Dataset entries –
★ ★ ★ ★

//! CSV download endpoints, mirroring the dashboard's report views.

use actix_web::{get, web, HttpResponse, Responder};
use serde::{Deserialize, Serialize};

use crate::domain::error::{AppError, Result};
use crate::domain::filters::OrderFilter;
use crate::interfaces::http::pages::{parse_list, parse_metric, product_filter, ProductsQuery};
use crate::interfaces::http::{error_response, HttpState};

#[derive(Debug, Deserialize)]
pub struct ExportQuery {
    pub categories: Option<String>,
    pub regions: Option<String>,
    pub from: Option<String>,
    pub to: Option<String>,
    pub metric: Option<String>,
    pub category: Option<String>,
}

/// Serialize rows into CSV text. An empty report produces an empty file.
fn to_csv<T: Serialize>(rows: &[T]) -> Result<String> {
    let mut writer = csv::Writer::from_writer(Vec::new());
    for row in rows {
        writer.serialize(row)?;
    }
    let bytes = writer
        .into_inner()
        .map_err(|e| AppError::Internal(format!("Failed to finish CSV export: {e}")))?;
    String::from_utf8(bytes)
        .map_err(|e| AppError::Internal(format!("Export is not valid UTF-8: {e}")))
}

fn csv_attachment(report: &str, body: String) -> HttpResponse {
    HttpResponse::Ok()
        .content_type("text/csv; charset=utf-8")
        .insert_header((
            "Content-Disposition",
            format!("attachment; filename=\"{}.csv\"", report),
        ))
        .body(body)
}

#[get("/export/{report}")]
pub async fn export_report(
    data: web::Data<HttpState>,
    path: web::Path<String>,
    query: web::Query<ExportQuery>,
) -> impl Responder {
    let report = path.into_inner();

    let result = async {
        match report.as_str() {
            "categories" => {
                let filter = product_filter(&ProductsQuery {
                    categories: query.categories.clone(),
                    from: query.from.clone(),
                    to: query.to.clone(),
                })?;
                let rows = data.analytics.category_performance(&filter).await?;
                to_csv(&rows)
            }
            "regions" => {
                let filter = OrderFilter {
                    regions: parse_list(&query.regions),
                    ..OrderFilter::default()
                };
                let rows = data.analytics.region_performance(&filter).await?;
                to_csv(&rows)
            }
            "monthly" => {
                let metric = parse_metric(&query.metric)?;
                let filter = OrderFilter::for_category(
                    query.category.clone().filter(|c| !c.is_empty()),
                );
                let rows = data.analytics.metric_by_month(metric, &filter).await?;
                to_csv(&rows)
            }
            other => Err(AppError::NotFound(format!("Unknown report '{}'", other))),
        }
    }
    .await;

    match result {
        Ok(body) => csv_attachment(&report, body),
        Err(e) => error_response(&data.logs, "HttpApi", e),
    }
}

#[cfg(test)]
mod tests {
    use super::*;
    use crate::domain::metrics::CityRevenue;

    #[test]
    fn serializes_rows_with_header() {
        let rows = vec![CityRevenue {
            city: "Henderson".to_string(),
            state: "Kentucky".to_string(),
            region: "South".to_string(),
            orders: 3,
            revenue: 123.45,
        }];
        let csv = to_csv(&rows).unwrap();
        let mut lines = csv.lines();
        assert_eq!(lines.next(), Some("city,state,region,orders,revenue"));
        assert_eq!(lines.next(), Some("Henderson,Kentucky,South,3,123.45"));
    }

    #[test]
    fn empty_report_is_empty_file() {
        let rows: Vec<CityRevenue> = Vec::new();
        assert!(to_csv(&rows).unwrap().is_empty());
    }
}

★ ★ ★ ★

Work to complete – Only the lines from the beginning of the data above through the line containing "String::from_utf8(bytes)" should be repeated, exactly as they appear.

Solved problem –
//! CSV download endpoints, mirroring the dashboard's report views.

use actix_web::{get, web, HttpResponse, Responder};
use serde::{Deserialize, Serialize};

use crate::domain::error::{AppError, Result};
use crate::domain::filters::OrderFilter;
use crate::interfaces::http::pages::{parse_list, parse_metric, product_filter, ProductsQuery};
use crate::interfaces::http::{error_response, HttpState};

#[derive(Debug, Deserialize)]
pub struct ExportQuery {
    pub categories: Option<String>,
    pub regions: Option<String>,
    pub from: Option<String>,
    pub to: Option<String>,
    pub metric: Option<String>,
    pub category: Option<String>,
}

/// Serialize rows into CSV text. An empty report produces an empty file.
fn to_csv<T: Serialize>(rows: &[T]) -> Result<String> {
    let mut writer = csv::Writer::from_writer(Vec::new());
    for row in rows {
        writer.serialize(row)?;
    }
    let bytes = writer
        .into_inner()
        .map_err(|e| AppError::Internal(format!("Failed to finish CSV export: {e}")))?;
    String::from_utf8(bytes)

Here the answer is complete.